Dick Raymond is the father of the Briarpatch concept which emerged in early 1973. Dick also is founder of the Portola Institute, which has been the catalyst for several community-based groups and publisher of the revolutionary Whole Earth Catalog.

Interestingly, a book called The Brier-Patch Philosophy had been published in 1906; it presented a nineteenth-century naturalistic/religious view of the rabbit world in which everything worked out for the best in the long run. Dick did not know of that book, and ironically his idea grew out of a much different experience. He and many others in the early 1970s were disturbed with the endless Viet Nam War and high inflation rates. Many within Portola were predicting an apocalypse, with the economy falling in shambles around our feet. ln this milieu, Stewart Brand was examining the tools for post-apocalyptic survival and planning in his new Co-Evolution Quarterly.

Dick’s Briarpatch idea grew out of his image of a dinosaur-like demise of existing large businesses. In his first visions of the Briarpatch he saw the giant corporate dinosaurs unable to find food for their enormous profit appetites. He visualized a business apocalypse, using such terms as “living with joy in the cracks” to describe the new subsociety in which “the cracks” referred to his apocalyptic earthquake image.

The Briarpatch was to be the social system for survival, with Briars using the tools of living on less, sharing with each other, and learning through new small businesses. To this, Dick added the positive value of doing it all with joy.

In his vision, Briars were to be doing what they loved most, secure from the ravages of the crumbling culture around them.
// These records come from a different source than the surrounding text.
//! Reactive wrapper around the workflow controller.
//!
//! All components share one [`WorkflowHandle`]. Every mutation goes through
//! [`WorkflowHandle::apply`], which moves the controller's notifications
//! into the toast queue right after the change.

use gloo_timers::callback::Timeout;
use invoiceblaze_workflow::{
    BatchApi, Notification, PickedFile, UploadWorkflowController, WorkflowState, WorkflowTiming,
};
use leptos::*;

use crate::config::TOAST_DURATION_MS;
use crate::services::{save_artifact, HttpBatchApi};
use crate::types::{BrowserFile, ToastQueue};

pub type Controller = UploadWorkflowController<BrowserFile>;

/// Shared, `Copy` handle on the page state.
#[derive(Clone, Copy)]
pub struct WorkflowHandle {
    controller: RwSignal<Controller>,
    toasts: RwSignal<ToastQueue>,
    state: Memo<WorkflowState>,
    api: StoredValue<HttpBatchApi>,
}

impl WorkflowHandle {
    pub fn new(api: HttpBatchApi) -> Self {
        let controller = create_rw_signal(Controller::new());
        let state = create_memo(move |_| controller.with(|c| c.state().clone()));

        Self {
            controller,
            toasts: create_rw_signal(ToastQueue::default()),
            state,
            api: store_value(api),
        }
    }

    /// Current workflow state (tracked).
    pub fn state(&self) -> WorkflowState {
        self.state.get()
    }

    /// Names of the selected files, in order (tracked).
    pub fn selected_names(&self) -> Vec<String> {
        self.controller.with(|c| c.selection().iter().map(|f| f.name()).collect())
    }

    pub fn is_downloading(&self) -> bool {
        self.controller.with(|c| c.is_downloading())
    }

    pub fn toasts(&self) -> RwSignal<ToastQueue> {
        self.toasts
    }

    pub fn api_url(&self) -> String {
        self.api.with_value(|api| api.base_url().to_string())
    }

    /// Mutate the controller, then surface its notifications as toasts.
    ///
    /// Returns `None` once the owning scope is disposed.
    pub fn apply<T>(&self, f: impl FnOnce(&mut Controller) -> T) -> Option<T> {
        let (out, notifications) = self.controller.try_update(|c| {
            let out = f(c);
            (out, c.drain_notifications())
        })?;

        for notification in notifications {
            self.show(notification);
        }
        Some(out)
    }

    fn show(&self, notification: Notification) {
        let timestamp = chrono::Local::now().format("%H:%M:%S").to_string();
        log::info!("{}", notification);

        let Some(id) = self.toasts.try_update(|q| q.push(notification, timestamp)) else {
            return;
        };
        let toasts = self.toasts;
        Timeout::new(TOAST_DURATION_MS, move || {
            toasts.try_update(|q| q.dismiss(id));
        })
        .forget();
    }

    /// Add picker files to the selection.
    pub fn select(&self, files: Vec<BrowserFile>) {
        match self.apply(|c| c.select_files(files)) {
            Some(Ok(outcome)) => log::debug!("Selected {} file(s), ignored {}", outcome.accepted, outcome.rejected),
            Some(Err(err)) => log::debug!("Selection rejected: {}", err),
            None => {}
        }
    }

    pub fn remove(&self, name: &str) {
        match self.apply(|c| c.remove_file(name)) {
            Some(Ok(None)) => log::debug!("{} was not selected", name),
            Some(Err(err)) => log::debug!("Removal rejected: {}", err),
            _ => {}
        }
    }

    /// Start a run and send the batch in the background.
    pub fn submit(&self) {
        let Some(Ok(submission)) = self.apply(|c| c.begin_submit()) else {
            return;
        };
        let api = self.api.get_value();
        let handle = *self;

        spawn_local(async move {
            let result = api.process_batch(&submission.files).await;
            handle.apply(|c| c.complete_submit(submission.run, result));
        });
    }

    /// Fetch the report and hand it to the browser.
    pub fn download(&self) {
        let Some(Ok(run)) = self.apply(|c| c.begin_download()) else {
            return;
        };
        let api = self.api.get_value();
        let handle = *self;

        spawn_local(async move {
            let result = match api.download_artifact().await {
                Ok(artifact) => save_artifact(&artifact),
                Err(err) => Err(err),
            };
            handle.apply(|c| c.complete_download(run, result));
        });
    }

    /// Keep exactly one browser timer armed for the controller's pending timer.
    ///
    /// Must be called once, inside the component that owns the handle.
    pub fn drive_timers(&self, timing: WorkflowTiming) {
        let controller = self.controller;
        let pending = create_memo(move |_| controller.with(|c| c.pending_timer()));
        let armed = store_value(None::<Timeout>);
        let handle = *self;

        create_effect(move |_| {
            let next = pending.get().map(|timer| {
                let millis = u32::try_from(timer.delay(&timing).as_millis()).unwrap_or(u32::MAX);
                Timeout::new(millis, move || {
                    // the effect replaces this Timeout as soon as the state changes
                    spawn_local(async move {
                        handle.apply(|c| c.fire(timer));
                    });
                })
            });
            // dropping the previous Timeout cancels it
            armed.set_value(next);
        });

        on_cleanup(move || {
            armed.try_update_value(Option::take);
        });
    }
}
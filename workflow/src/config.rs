//! Workflow constants and timing.
//!
//! Progress values and delays of the simulated progress sequence, plus the
//! defaults both front ends share for reaching the processing service.

use std::time::Duration;

/// Default base URL of the processing service.
pub const DEFAULT_API_URL: &str = "http://localhost:8000";

/// Environment variable overriding [`DEFAULT_API_URL`].
pub const API_URL_ENV: &str = "INVOICEBLAZE_API_URL";

/// The only media type accepted at selection time.
pub const PDF_MEDIA_TYPE: &str = "application/pdf";

/// Media type of the downloaded report.
pub const XLSX_MEDIA_TYPE: &str =
    "application/vnd.openxmlformats-officedocument.spreadsheetml.sheet";

/// File name the report is saved under.
pub const ARTIFACT_FILE_NAME: &str = "invoices_report.xlsx";

/// Multipart field name, repeated once per file.
pub const FILES_FIELD: &str = "files";

/// Progress added on every tick.
pub const PROGRESS_STEP: u8 = 10;

/// Ticking stops here and the download link is prepared.
pub const PREPARATION_THRESHOLD: u8 = 90;

/// Progress once the report is ready.
pub const READY_PROGRESS: u8 = 95;

/// Progress while the report is downloading.
pub const DOWNLOADING_PROGRESS: u8 = 98;

/// Progress after a completed download.
pub const COMPLETE_PROGRESS: u8 = 100;

/// Delays of the simulated progress sequence.
#[derive(Debug, Clone, Copy, PartialEq, Eq)]
pub struct WorkflowTiming {
    /// Interval between progress ticks.
    pub tick: Duration,
    /// Delay between reaching the threshold and marking the report ready.
    pub preparation: Duration,
    /// Delay between a completed download and the full reset.
    pub reset: Duration,
}

impl WorkflowTiming {
    /// Zero delays, for driving the workflow as fast as possible.
    pub const fn immediate() -> Self {
        Self {
            tick: Duration::ZERO,
            preparation: Duration::ZERO,
            reset: Duration::ZERO,
        }
    }
}

impl Default for WorkflowTiming {
    fn default() -> Self {
        Self {
            tick: Duration::from_millis(500),
            preparation: Duration::from_millis(1000),
            reset: Duration::from_millis(2000),
        }
    }
}
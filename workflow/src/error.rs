//! Error types for the upload workflow.
//!
//! - [`WorkflowError`] - validation errors raised by the controller itself
//! - [`ApiError`] - transport, server and save errors reported by a front end
//!
//! Validation errors never touch the workflow state. API errors always end
//! the current run.

use thiserror::Error;

// =============================================================================
// Validation Errors
// =============================================================================

/// Errors raised locally by the controller before any network call.
#[derive(Debug, Clone, PartialEq, Eq, Error)]
pub enum WorkflowError {
    /// Submit was requested with an empty selection.
    #[error("Please upload one or more PDF files to process.")]
    NoFilesSelected,

    /// Download was requested before the report was marked ready.
    #[error("The Excel file is not yet available for download.")]
    ArtifactNotReady,

    /// A run is already in progress.
    #[error("A batch is already being processed.")]
    RunInProgress,

    /// A download for the current run is already in flight.
    #[error("The Excel file is already being downloaded.")]
    DownloadInProgress,

    /// The report of the current run was already downloaded.
    #[error("The Excel report has already been downloaded.")]
    AlreadyDownloaded,
}

// =============================================================================
// API Errors
// =============================================================================

/// Errors from the external processing service or from saving its output.
#[derive(Debug, Clone, PartialEq, Eq, Error)]
pub enum ApiError {
    /// Non-2xx response. Displays the detail only, it is shown to the user as is.
    #[error("{detail}")]
    Server { status: u16, detail: String },

    /// The request never produced a response.
    #[error("{0}")]
    Transport(String),

    /// The report was fetched but could not be saved locally.
    #[error("Could not save report: {0}")]
    Save(String),
}

impl ApiError {
    /// HTTP status of a server error.
    pub fn status(&self) -> Option<u16> {
        match self {
            ApiError::Server { status, .. } => Some(*status),
            _ => None,
        }
    }
}

// =============================================================================
// Result Type Aliases
// =============================================================================

/// Result type for controller operations.
pub type WorkflowResult<T> = Result<T, WorkflowError>;

/// Result type for API calls.
pub type ApiResult<T> = Result<T, ApiError>;

#[cfg(test)]
mod tests {
    use super::*;

    #[test]
    fn test_server_error_displays_detail_only() {
        let err = ApiError::Server {
            status: 500,
            detail: "parse error".into(),
        };
        assert_eq!(err.to_string(), "parse error");
        assert_eq!(err.status(), Some(500));
    }

    #[test]
    fn test_save_error_format() {
        let err = ApiError::Save("permission denied".into());
        assert!(err.to_string().contains("permission denied"));
        assert_eq!(err.status(), None);
    }
}
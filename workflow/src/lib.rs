//! # InvoiceBlaze workflow
//!
//! The select → submit → ready → download → reset workflow shared by the
//! InvoiceBlaze front ends. The actual invoice processing happens on an
//! external HTTP service; this crate only tracks what the user sees.
//!
//! ## Architecture
//!
//! ```text
//! ┌─────────────┐  begin_* / complete_*  ┌──────────────────────────┐
//! │  Front end  │───────────────────────▶│ UploadWorkflowController │
//! │ (CLI / Web) │◀───────────────────────│  state + notifications   │
//! └─────────────┘  pending_timer / fire  └──────────────────────────┘
//!        │
//!        ▼  BatchApi
//! ┌─────────────────────────────────────┐
//! │ POST /process-batch                 │
//! │ GET  /download-excel                │
//! └─────────────────────────────────────┘
//! ```
//!
//! ## Modules
//!
//! - [`error`] - Validation and API error types
//! - [`config`] - Constants and timing of the simulated progress
//! - [`types`] - Files, state, timers, notifications
//! - [`api`] - Wire contract of the processing service
//! - [`controller`] - The workflow state machine

pub mod api;
pub mod config;
pub mod controller;
pub mod error;
pub mod types;

// =============================================================================
// Re-exports
// =============================================================================

pub use api::{error_detail, BatchApi, Endpoint};
pub use config::*;
pub use controller::{Submission, UploadWorkflowController};
pub use error::{ApiError, ApiResult, WorkflowError, WorkflowResult};
pub use types::{
    Artifact, Notification, NotificationLevel, PickedFile, RunId, ScheduledTimer, SelectedFile,
    SelectionOutcome, TimerKind, WorkflowState,
};
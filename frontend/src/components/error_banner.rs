use leptos::*;

use crate::state::WorkflowHandle;

/// Inline error of the last failed run, shown until the next run starts.
#[component]
pub fn ErrorBanner(workflow: WorkflowHandle) -> impl IntoView {
    let error = move || workflow.state().error;

    view! {
        <Show when=move || error().is_some() fallback=|| view! {}>
            <div class="error-message" role="alert">
                <span class="error-icon">"⚠️"</span>
                <p>{move || error().unwrap_or_default()}</p>
            </div>
        </Show>
    }
}
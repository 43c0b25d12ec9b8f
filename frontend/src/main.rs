//! Entry point for the WASM application

use invoiceblaze_frontend::App;
use leptos::*;

pub fn main() {
    console_error_panic_hook::set_once();
    _ = console_log::init_with_level(log::Level::Debug);

    log::info!("🦀 InvoiceBlaze - Starting Leptos App");

    mount_to_body(|| view! { <App/> })
}
//! HTTP client for the processing service, built on `gloo-net`.

use gloo_net::http::{Request, Response};
use invoiceblaze_workflow::{
    error_detail, ApiError, ApiResult, Artifact, BatchApi, Endpoint, PickedFile, FILES_FIELD,
};
use web_sys::FormData;

use crate::types::BrowserFile;

/// Browser side of the processing service.
#[derive(Clone, Debug)]
pub struct HttpBatchApi {
    base_url: String,
}

impl HttpBatchApi {
    pub fn new(base_url: impl Into<String>) -> Self {
        Self {
            base_url: base_url.into(),
        }
    }

    pub fn base_url(&self) -> &str {
        &self.base_url
    }
}

impl BatchApi for HttpBatchApi {
    type File = BrowserFile;

    async fn process_batch(&self, files: &[BrowserFile]) -> ApiResult<()> {
        let form = FormData::new().map_err(|e| ApiError::Transport(format!("Failed to create FormData: {:?}", e)))?;
        for file in files {
            form.append_with_blob_and_filename(FILES_FIELD, file.file(), &file.name())
                .map_err(|e| ApiError::Transport(format!("Failed to append {}: {:?}", file.name(), e)))?;
        }

        let url = Endpoint::ProcessBatch.url(&self.base_url);
        log::debug!("POST {} with {} file(s)", url, files.len());

        let response = Request::post(&url)
            .body(form)
            .map_err(|e| ApiError::Transport(format!("Failed to build request: {}", e)))?
            .send()
            .await
            .map_err(transport)?;

        if !response.ok() {
            return Err(server_error(Endpoint::ProcessBatch, response).await);
        }
        Ok(())
    }

    async fn download_artifact(&self) -> ApiResult<Artifact> {
        let url = Endpoint::DownloadExcel.url(&self.base_url);
        log::debug!("GET {}", url);

        let response = Request::get(&url).send().await.map_err(transport)?;
        if !response.ok() {
            return Err(server_error(Endpoint::DownloadExcel, response).await);
        }

        let bytes = response.binary().await.map_err(transport)?;
        Ok(Artifact::report(bytes))
    }
}

fn transport(err: gloo_net::Error) -> ApiError {
    ApiError::Transport(err.to_string())
}

async fn server_error(endpoint: Endpoint, response: Response) -> ApiError {
    let status = response.status();
    let status_text = response.status_text();
    let body = response.binary().await.unwrap_or_default();

    log::warn!("{} answered {} {}", endpoint.path(), status, status_text);
    ApiError::Server {
        status,
        detail: error_detail(endpoint, &status_text, &body),
    }
}
//! PDF upload component.
//!
//! Hidden multi-file picker, the list of selected files with per-file
//! removal, and the button that starts a run.

use leptos::*;
use wasm_bindgen::JsCast;
use web_sys::{Event, HtmlInputElement};

use crate::state::WorkflowHandle;
use crate::types::BrowserFile;

#[component]
pub fn UploadSection(workflow: WorkflowHandle) -> impl IntoView {
    let processing = move || workflow.state().processing;
    let has_files = move || !workflow.selected_names().is_empty();

    let on_file_change = move |ev: Event| {
        let input: HtmlInputElement = event_target(&ev);
        let Some(list) = input.files() else {
            return;
        };

        let files: Vec<BrowserFile> = (0..list.length())
            .filter_map(|i| list.get(i))
            .map(BrowserFile::from)
            .collect();
        log::debug!("Picked {} file(s)", files.len());
        workflow.select(files);

        // picking the same file again must fire `change`
        input.set_value("");
    };

    let trigger_file_input = move |_| {
        let input = gloo_utils::document()
            .get_element_by_id("fileInput")
            .and_then(|el| el.dyn_into::<HtmlInputElement>().ok());
        if let Some(input) = input {
            input.click();
        }
    };

    view! {
        <div class="upload-section" id="uploadZone">
            <div class="upload-icon">"📤"</div>

            <input
                type="file"
                id="fileInput"
                accept=".pdf"
                multiple=true
                style="display:none"
                prop:disabled=processing
                on:change=on_file_change
            />

            <button
                class="upload-button"
                on:click=trigger_file_input
                disabled=processing
            >
                "Select PDF Files"
            </button>

            <Show when=has_files fallback=|| view! {}>
                <div class="file-list">
                    <h3 class="file-list-title">
                        {move || format!("Selected Files ({}):", workflow.selected_names().len())}
                    </h3>
                    <ul>
                        <For
                            each=move || workflow.selected_names().into_iter().enumerate()
                            key=|(idx, name)| (*idx, name.clone())
                            children=move |(_, name)| {
                                let target = name.clone();
                                let title = name.clone();
                                view! {
                                    <li class="file-item">
                                        <span class="file-name" title=title>"📄 " {name}</span>
                                        <button
                                            class="file-remove"
                                            title="Remove file"
                                            disabled=processing
                                            on:click=move |_| workflow.remove(&target)
                                        >
                                            "✕"
                                        </button>
                                    </li>
                                }
                            }
                        />
                    </ul>
                </div>
            </Show>

            <Show when=move || has_files() && !processing() fallback=|| view! {}>
                <button class="process-button" on:click=move |_| workflow.submit()>
                    "⚡ Process Invoices"
                </button>
            </Show>
        </div>
    }
}
#![allow(dead_code)]

use axum::{
    extract::{Multipart, State},
    http::StatusCode,
    response::IntoResponse,
    routing::{get, post},
    Json, Router,
};
use serde_json::json;
use std::net::SocketAddr;
use std::sync::{Arc, Mutex};

use invoiceblaze::Config;
use invoiceblaze_workflow::WorkflowTiming;

/// Canned answer of one stub endpoint.
#[derive(Clone)]
pub struct Reply {
    pub status: StatusCode,
    pub content_type: &'static str,
    pub body: Vec<u8>,
}

impl Reply {
    pub fn ok_json() -> Self {
        Self {
            status: StatusCode::OK,
            content_type: "application/json",
            body: br#"{"message":"processed"}"#.to_vec(),
        }
    }

    pub fn xlsx(bytes: &[u8]) -> Self {
        Self {
            status: StatusCode::OK,
            content_type: "application/vnd.openxmlformats-officedocument.spreadsheetml.sheet",
            body: bytes.to_vec(),
        }
    }

    pub fn detail(status: StatusCode, detail: &str) -> Self {
        Self {
            status,
            content_type: "application/json",
            body: serde_json::to_vec(&json!({ "detail": detail })).unwrap(),
        }
    }

    pub fn text(status: StatusCode, body: &str) -> Self {
        Self {
            status,
            content_type: "text/plain",
            body: body.as_bytes().to_vec(),
        }
    }
}

/// One multipart field received by the stub.
#[derive(Clone, Debug)]
pub struct ReceivedPart {
    pub field: String,
    pub file_name: Option<String>,
    pub content_type: Option<String>,
    pub bytes: Vec<u8>,
}

#[derive(Clone)]
struct StubState {
    batch: Reply,
    download: Reply,
    parts: Arc<Mutex<Vec<ReceivedPart>>>,
    batch_calls: Arc<Mutex<usize>>,
    download_calls: Arc<Mutex<usize>>,
}

/// Throwaway stand-in for the processing service, bound to a random port.
pub struct StubServer {
    pub base_url: String,
    state: StubState,
}

impl StubServer {
    pub async fn start(batch: Reply, download: Reply) -> Self {
        let state = StubState {
            batch,
            download,
            parts: Arc::new(Mutex::new(Vec::new())),
            batch_calls: Arc::new(Mutex::new(0)),
            download_calls: Arc::new(Mutex::new(0)),
        };

        let app = Router::new()
            .route("/health", get(health))
            .route("/process-batch", post(process_batch))
            .route("/download-excel", get(download_excel))
            .with_state(state.clone());

        let listener = tokio::net::TcpListener::bind(SocketAddr::from(([127, 0, 0, 1], 0)))
            .await
            .expect("bind stub server");
        let addr = listener.local_addr().expect("stub address");
        tokio::spawn(async move {
            axum::serve(listener, app).await.expect("stub server");
        });

        Self {
            base_url: format!("http://{}", addr),
            state,
        }
    }

    pub fn config(&self) -> Config {
        Config {
            timing: WorkflowTiming::immediate(),
            ..Config::default()
        }
        .with_api_url(&self.base_url)
        .expect("valid stub url")
    }

    pub fn parts(&self) -> Vec<ReceivedPart> {
        self.state.parts.lock().unwrap().clone()
    }

    pub fn batch_calls(&self) -> usize {
        *self.state.batch_calls.lock().unwrap()
    }

    pub fn download_calls(&self) -> usize {
        *self.state.download_calls.lock().unwrap()
    }
}

/// Base URL nothing listens on.
pub async fn closed_port_url() -> String {
    let listener = tokio::net::TcpListener::bind(SocketAddr::from(([127, 0, 0, 1], 0)))
        .await
        .expect("bind probe");
    let addr = listener.local_addr().expect("probe address");
    drop(listener);
    format!("http://{}", addr)
}

fn respond(reply: &Reply) -> impl IntoResponse {
    (
        reply.status,
        [(axum::http::header::CONTENT_TYPE, reply.content_type)],
        reply.body.clone(),
    )
}

async fn health() -> Json<serde_json::Value> {
    Json(json!({ "status": "healthy" }))
}

async fn process_batch(State(state): State<StubState>, mut multipart: Multipart) -> impl IntoResponse {
    *state.batch_calls.lock().unwrap() += 1;

    while let Ok(Some(field)) = multipart.next_field().await {
        let part = ReceivedPart {
            field: field.name().unwrap_or_default().to_string(),
            file_name: field.file_name().map(str::to_string),
            content_type: field.content_type().map(str::to_string),
            bytes: field.bytes().await.map(|b| b.to_vec()).unwrap_or_default(),
        };
        state.parts.lock().unwrap().push(part);
    }

    respond(&state.batch)
}

async fn download_excel(State(state): State<StubState>) -> impl IntoResponse {
    *state.download_calls.lock().unwrap() += 1;
    respond(&state.download)
}
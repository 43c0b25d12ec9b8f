//! Footer component

use leptos::*;

/// Page footer. Points at the processing service this build talks to.
#[component]
pub fn Footer(api_url: String) -> impl IntoView {
    let year = chrono::Local::now().format("%Y").to_string();
    let href = api_url.clone();

    view! {
        <footer>
            <div>
                "Copyright © " {year} " InvoiceBlaze • Powered by "
                <span class="rust-badge">"🦀 Rust + Leptos"</span>
            </div>
            <div class="footer-api">
                "Ensure the processing API is running at: "
                <a href=href class="footer-link" target="_blank" rel="noopener noreferrer">
                    {api_url}
                </a>
            </div>
        </footer>
    }
}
Their lack of material possessions and small-scale living would appear to others like real briarpatches—thorny places so unappealing to the greedy people around them that, like rabbits, Briars would be safe.

Dick and I were close friends and worked together on various Portola projects. Although I personally didn’t believe in an apocalypse, I loved his Briarpatch idea for its joy and wisdom and quoted Dick’s definition of the Briarpatch in The Seven Laws of Money, which Rasberry and I were writing.

“What is Briarpatch Society?

“In an ultimate sense, the Briarpatch Society consists of people learning to live with joy in the cracks. But, more particularly, if you are positively-oriented and doing (or actively seeking) Right Livelihood, even willing to fail young and concerned with the sharing of resources and skills with members of an onging cvommunity (or affinity group), and especially if you see yourself as part of a subsociety that is more committed to ‘learning how the world works’ than to acquiring possessions and status, thenyoumust be a Briar.

“So howdy, Briar.”

Dick Raymond, Portola Institute, 1973

Dick lived south of San Francisco in suburban Menlo Park, where the Portola lnstitute is located and where the very first Briarpatch journal was compiled by Gurney Norman. Gurney edited and published this first journal called the Briarpatch Review and sent it free to a select mailing list of friends and users of the Whole Earth Truck Store. 

Gurney is one of our spiritual heroes and the author of “Divine Right’s Trip,” a novel first published in the Last Whole Earth Catalog. His Briarpatch Review described the new Briarpatch Auto Coop, which had started that summer in Menlo Park, the Zen Center in San Francisco, and various Portola projects. The journal had a subdued but glossy layout in tablet format and was published in November 1973.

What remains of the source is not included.